(Dataset entries)
§

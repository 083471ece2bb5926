use anyhow::Result;
use tracing::Level;
use tracing_subscriber::{fmt, layer::SubscriberExt, EnvFilter, Registry};

/// Log output format for the terminal.
#[derive(Clone, Copy, Debug, Default, PartialEq, Eq)]
pub enum LogFormat {
    #[default]
    Text,
    Json,
}

impl LogFormat {
    #[must_use]
    pub fn parse(value: &str) -> Self {
        if value.eq_ignore_ascii_case("json") {
            Self::Json
        } else {
            Self::Text
        }
    }
}

/// Install the global subscriber. Logs go to stderr; stdout is reserved for
/// command output.
/// # Errors
/// Returns an error if a filter directive is invalid or a subscriber is already set.
pub fn init(verbosity_level: Option<Level>, format: LogFormat) -> Result<()> {
    let verbosity_level = verbosity_level.unwrap_or(Level::ERROR);

    let filter = EnvFilter::builder()
        .with_default_directive(verbosity_level.into())
        .from_env_lossy()
        .add_directive("hyper=error".parse()?)
        .add_directive("reqwest=warn".parse()?);

    match format {
        LogFormat::Text => {
            let fmt_layer = fmt::layer()
                .with_writer(std::io::stderr)
                .with_file(false)
                .with_line_number(false)
                .with_thread_ids(false)
                .with_target(false);
            let subscriber = Registry::default().with(fmt_layer).with(filter);
            tracing::subscriber::set_global_default(subscriber)?;
        }
        LogFormat::Json => {
            let fmt_layer = fmt::layer()
                .json()
                .with_writer(std::io::stderr)
                .with_current_span(false);
            let subscriber = Registry::default().with(fmt_layer).with(filter);
            tracing::subscriber::set_global_default(subscriber)?;
        }
    }

    Ok(())
}
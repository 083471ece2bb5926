//! Leptos front end (wasm32). Routes render the alias landing page; the footer
//! shows the logged-in user. Only `config` compiles natively.

pub mod config;

#[cfg(target_arch = "wasm32")]
mod api;
#[cfg(target_arch = "wasm32")]
mod app;
#[cfg(target_arch = "wasm32")]
mod components;
#[cfg(target_arch = "wasm32")]
mod platform;
#[cfg(target_arch = "wasm32")]
mod routes;
#[cfg(target_arch = "wasm32")]
mod session;

/// Mounts the app on `<body>`.
#[cfg(target_arch = "wasm32")]
pub fn mount() {
    leptos::prelude::mount_to_body(app::App);
}
use std::time::Duration;
use tracing::debug;

/// One-shot timer. Dropping the returned handle cancels the callback.
pub trait Timer {
    type Handle;

    fn start(&self, delay: Duration, callback: Box<dyn FnOnce() + 'static>) -> Self::Handle;
}

/// Performs the full navigation to a destination URL.
pub trait Navigator {
    fn navigate(&self, destination: &str);
}

impl<F: Fn(&str)> Navigator for F {
    fn navigate(&self, destination: &str) {
        self(destination);
    }
}

struct Armed<H> {
    destination: String,
    _handle: H,
}

/// Delayed navigation tied to a workflow instance. Arms at most once; dropping
/// the scheduler cancels a pending navigation.
pub struct RedirectScheduler<T: Timer, N> {
    timer: T,
    navigator: N,
    armed: Option<Armed<T::Handle>>,
    cancelled: bool,
}

impl<T, N> RedirectScheduler<T, N>
where
    T: Timer,
    N: Navigator + Clone + 'static,
{
    pub fn new(timer: T, navigator: N) -> Self {
        Self {
            timer,
            navigator,
            armed: None,
            cancelled: false,
        }
    }

    /// Arms the navigation. Returns `false` when already armed or cancelled.
    pub fn schedule(&mut self, destination: &str, delay: Duration) -> bool {
        if self.cancelled {
            debug!(destination, "redirect scheduler torn down");
            return false;
        }
        if let Some(armed) = &self.armed {
            debug!(destination = %armed.destination, "redirect already armed");
            return false;
        }

        let navigator = self.navigator.clone();
        let target = destination.to_string();
        let handle = self.timer.start(
            delay,
            Box::new(move || {
                debug!(destination = %target, "redirecting");
                navigator.navigate(&target);
            }),
        );
        self.armed = Some(Armed {
            destination: destination.to_string(),
            _handle: handle,
        });
        true
    }

    /// Cancels a pending navigation. The scheduler stays disarmed afterwards
    /// and may not be re-armed for another destination.
    pub fn cancel(&mut self) {
        self.cancelled = true;
        if let Some(armed) = self.armed.take() {
            debug!(destination = %armed.destination, "redirect cancelled");
        }
    }

    #[must_use]
    pub fn is_armed(&self) -> bool {
        self.armed.is_some()
    }
}
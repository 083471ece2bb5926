//! Request and response types for the link endpoints, plus the normalized
//! lookup outcome. Request payloads carry link passwords, so they must never be
//! logged.

use crate::error::AppError;
use serde::{Deserialize, Serialize};

#[derive(Clone, Serialize, Deserialize)]
pub struct LinkDetailsRequest {
    pub alias: String,
    pub password: Option<String>,
}

#[derive(Clone, Serialize, Deserialize)]
pub struct IncrementHitsRequest {
    pub link_id: i64,
    pub password: Option<String>,
}

/// Server-reported failure reason. Unknown codes decode to `Unrecognized`.
#[derive(Clone, Copy, Debug, Serialize, Deserialize, PartialEq, Eq)]
pub enum FailureCode {
    #[serde(rename = "failure_nonexistent_link")]
    NonexistentLink,
    #[serde(rename = "failure_incorrect_link_password")]
    IncorrectLinkPassword,
    #[serde(other)]
    Unrecognized,
}

#[derive(Clone, Debug, Serialize, Deserialize, PartialEq, Eq)]
pub struct LinkDetails {
    /// Only needed to record a hit.
    #[serde(default)]
    pub link_id: Option<i64>,
    #[serde(default)]
    pub outgoing_url: Option<String>,
}

#[derive(Clone, Debug, Serialize, Deserialize, PartialEq, Eq)]
pub struct LinkDetailsResponse {
    #[serde(default)]
    pub success: bool,
    #[serde(default)]
    pub failure: Option<FailureCode>,
    #[serde(default)]
    pub details: Option<LinkDetails>,
}

/// Outcome of one lookup attempt. Exactly one variant per response.
#[derive(Clone, Debug, PartialEq, Eq)]
pub enum LookupResult {
    Redirect {
        link_id: Option<i64>,
        destination: String,
    },
    NotFound,
    PasswordRequired,
    PasswordRejected,
    TransportError { cause: AppError },
}

impl LookupResult {
    /// Normalizes a decoded response.
    ///
    /// A destination wins over any failure code. A password failure is a
    /// rejection only when the request carried a password; every other
    /// response without a destination is `NotFound`.
    #[must_use]
    pub fn from_response(response: LinkDetailsResponse, password_supplied: bool) -> Self {
        let destination = response.details.as_ref().and_then(|details| {
            details
                .outgoing_url
                .as_deref()
                .map(str::trim)
                .filter(|url| !url.is_empty())
                .map(|url| (details.link_id, url.to_string()))
        });

        if let Some((link_id, destination)) = destination {
            return Self::Redirect {
                link_id,
                destination,
            };
        }

        match response.failure {
            Some(FailureCode::IncorrectLinkPassword) if password_supplied => Self::PasswordRejected,
            Some(FailureCode::IncorrectLinkPassword) => Self::PasswordRequired,
            Some(FailureCode::NonexistentLink | FailureCode::Unrecognized) | None => Self::NotFound,
        }
    }

    #[must_use]
    pub const fn needs_password(&self) -> bool {
        matches!(self, Self::PasswordRequired | Self::PasswordRejected)
    }

    #[must_use]
    pub fn destination(&self) -> Option<&str> {
        match self {
            Self::Redirect { destination, .. } => Some(destination),
            _ => None,
        }
    }
}

#[cfg(test)]
mod tests {
    use super::*;
    use serde_json::json;

    fn decode(value: serde_json::Value) -> LinkDetailsResponse {
        serde_json::from_value(value).unwrap()
    }

    #[test]
    fn destination_yields_redirect() {
        let response = decode(json!({
            "success": true,
            "details": {"link_id": 7, "outgoing_url": "https://example.com"}
        }));
        assert_eq!(
            LookupResult::from_response(response, false),
            LookupResult::Redirect {
                link_id: Some(7),
                destination: "https://example.com".to_string()
            }
        );
    }

    #[test]
    fn destination_overrides_failure_code() {
        let response = decode(json!({
            "success": false,
            "failure": "failure_incorrect_link_password",
            "details": {"link_id": 3, "outgoing_url": "https://example.org"}
        }));
        assert_eq!(
            LookupResult::from_response(response, true).destination(),
            Some("https://example.org")
        );
    }

    #[test]
    fn destination_without_link_id_still_redirects() {
        let response = decode(json!({
            "success": true,
            "details": {"outgoing_url": "https://example.com"}
        }));
        assert_eq!(
            LookupResult::from_response(response, true),
            LookupResult::Redirect {
                link_id: None,
                destination: "https://example.com".to_string()
            }
        );
    }

    #[test]
    fn nonexistent_link_is_not_found() {
        let response = decode(json!({
            "success": false,
            "failure": "failure_nonexistent_link"
        }));
        assert_eq!(
            LookupResult::from_response(response, false),
            LookupResult::NotFound
        );
    }

    #[test]
    fn password_failure_depends_on_supplied_password() {
        let body = json!({"success": false, "failure": "failure_incorrect_link_password"});
        assert_eq!(
            LookupResult::from_response(decode(body.clone()), false),
            LookupResult::PasswordRequired
        );
        assert_eq!(
            LookupResult::from_response(decode(body), true),
            LookupResult::PasswordRejected
        );
    }

    #[test]
    fn unknown_or_absent_failure_defaults_to_not_found() {
        let unknown = decode(json!({"success": false, "failure": "failure_rate_limited"}));
        assert_eq!(unknown.failure, Some(FailureCode::Unrecognized));
        assert_eq!(
            LookupResult::from_response(unknown, false),
            LookupResult::NotFound
        );

        let empty = decode(json!({"success": true}));
        assert_eq!(
            LookupResult::from_response(empty, false),
            LookupResult::NotFound
        );

        let blank_url = decode(json!({
            "success": true,
            "details": {"link_id": 1, "outgoing_url": "  "}
        }));
        assert_eq!(
            LookupResult::from_response(blank_url, false),
            LookupResult::NotFound
        );
    }

    #[test]
    fn request_serializes_absent_password_as_null() {
        let request = LinkDetailsRequest {
            alias: "abc".to_string(),
            password: None,
        };
        assert_eq!(
            serde_json::to_value(&request).unwrap(),
            json!({"alias": "abc", "password": null})
        );
    }
}
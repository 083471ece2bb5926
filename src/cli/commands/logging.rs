use clap::{builder::ValueParser, Arg, ArgAction, Command};

pub const ARG_VERBOSITY: &str = "verbosity";
pub const ARG_LOG_FORMAT: &str = "log-format";

/// Level names in verbosity order; the index is the `-v` count.
const LEVEL_NAMES: [&str; 5] = ["error", "warn", "info", "debug", "trace"];

/// Accepts a `-v` count (0-5) or a level name, so `LINKR_LOG_LEVEL` can be
/// either.
fn parse_log_level(value: &str) -> Result<u8, String> {
    match value.parse::<u8>() {
        Ok(count) if count <= 5 => Ok(count),
        _ => LEVEL_NAMES
            .iter()
            .position(|name| name.eq_ignore_ascii_case(value.trim()))
            .and_then(|index| u8::try_from(index).ok())
            .ok_or_else(|| format!("invalid log level: {value}")),
    }
}

#[must_use]
pub fn validator_log_level() -> ValueParser {
    ValueParser::from(parse_log_level)
}

/// Adds the logging flags shared by every subcommand.
#[must_use]
pub fn with_args(command: Command) -> Command {
    let verbosity = Arg::new(ARG_VERBOSITY)
        .short('v')
        .long("verbose")
        .help("Increase log verbosity, or set LINKR_LOG_LEVEL=error|warn|info|debug|trace")
        .env("LINKR_LOG_LEVEL")
        .global(true)
        .action(ArgAction::Count)
        .value_parser(validator_log_level());

    let format = Arg::new(ARG_LOG_FORMAT)
        .long("log-format")
        .help("Log output format on stderr")
        .env("LINKR_LOG_FORMAT")
        .global(true)
        .default_value("text")
        .value_parser(["text", "json"]);

    command.arg(verbosity).arg(format)
}

#[cfg(test)]
mod tests {
    use super::parse_log_level;

    #[test]
    fn level_names_and_counts() {
        assert_eq!(parse_log_level("error"), Ok(0));
        assert_eq!(parse_log_level("DEBUG"), Ok(3));
        assert_eq!(parse_log_level("4"), Ok(4));
        assert!(parse_log_level("9").is_err());
        assert!(parse_log_level("loud").is_err());
    }
}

§

### Goal of the exercise
Line count for the string "start": state how many lines in the data contain it, and output nothing else.

### Result
2